Data provided —
------------------------------------

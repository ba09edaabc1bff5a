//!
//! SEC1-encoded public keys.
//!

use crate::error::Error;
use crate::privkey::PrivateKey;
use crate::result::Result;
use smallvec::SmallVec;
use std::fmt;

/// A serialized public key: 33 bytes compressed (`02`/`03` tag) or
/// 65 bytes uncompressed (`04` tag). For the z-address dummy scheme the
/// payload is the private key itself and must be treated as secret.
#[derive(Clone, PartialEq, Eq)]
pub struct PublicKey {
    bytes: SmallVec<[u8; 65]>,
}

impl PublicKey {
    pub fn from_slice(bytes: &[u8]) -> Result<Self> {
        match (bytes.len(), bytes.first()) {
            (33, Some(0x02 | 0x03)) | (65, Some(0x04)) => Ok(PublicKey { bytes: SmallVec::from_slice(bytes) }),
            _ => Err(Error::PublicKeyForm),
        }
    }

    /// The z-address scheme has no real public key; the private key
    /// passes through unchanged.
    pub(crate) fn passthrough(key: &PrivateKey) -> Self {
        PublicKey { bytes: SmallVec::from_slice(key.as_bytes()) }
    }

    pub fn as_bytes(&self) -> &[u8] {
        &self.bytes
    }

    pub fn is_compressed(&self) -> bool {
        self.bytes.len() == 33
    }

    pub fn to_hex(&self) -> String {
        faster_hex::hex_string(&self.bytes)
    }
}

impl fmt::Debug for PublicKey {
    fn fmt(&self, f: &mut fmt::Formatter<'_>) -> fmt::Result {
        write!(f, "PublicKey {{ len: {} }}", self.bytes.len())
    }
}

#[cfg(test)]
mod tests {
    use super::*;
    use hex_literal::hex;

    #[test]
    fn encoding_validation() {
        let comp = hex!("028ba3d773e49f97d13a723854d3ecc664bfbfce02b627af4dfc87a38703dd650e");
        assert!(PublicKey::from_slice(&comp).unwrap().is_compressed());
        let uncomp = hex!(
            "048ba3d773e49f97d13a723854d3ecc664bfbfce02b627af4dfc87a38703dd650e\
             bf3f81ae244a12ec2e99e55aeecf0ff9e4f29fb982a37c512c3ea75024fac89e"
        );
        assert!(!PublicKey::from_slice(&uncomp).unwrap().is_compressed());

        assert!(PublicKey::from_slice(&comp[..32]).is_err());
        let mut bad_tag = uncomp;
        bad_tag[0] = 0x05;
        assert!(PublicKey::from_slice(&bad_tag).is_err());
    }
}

------------------------------------

About this exercise —
Return exactly, please, the lines of the material from the first one down to and including the line where "self.bytes.len() == 33" appears.

Exercise answer —
repository ba09edaabc1bff5a
//!
//! SEC1-encoded public keys.
//!

use crate::error::Error;
use crate::privkey::PrivateKey;
use crate::result::Result;
use smallvec::SmallVec;
use std::fmt;

/// A serialized public key: 33 bytes compressed (`02`/`03` tag) or
/// 65 bytes uncompressed (`04` tag). For the z-address dummy scheme the
/// payload is the private key itself and must be treated as secret.
#[derive(Clone, PartialEq, Eq)]
pub struct PublicKey {
    bytes: SmallVec<[u8; 65]>,
}

impl PublicKey {
    pub fn from_slice(bytes: &[u8]) -> Result<Self> {
        match (bytes.len(), bytes.first()) {
            (33, Some(0x02 | 0x03)) | (65, Some(0x04)) => Ok(PublicKey { bytes: SmallVec::from_slice(bytes) }),
            _ => Err(Error::PublicKeyForm),
        }
    }

    /// The z-address scheme has no real public key; the private key
    /// passes through unchanged.
    pub(crate) fn passthrough(key: &PrivateKey) -> Self {
        PublicKey { bytes: SmallVec::from_slice(key.as_bytes()) }
    }

    pub fn as_bytes(&self) -> &[u8] {
        &self.bytes
    }

    pub fn is_compressed(&self) -> bool {
        self.bytes.len() == 33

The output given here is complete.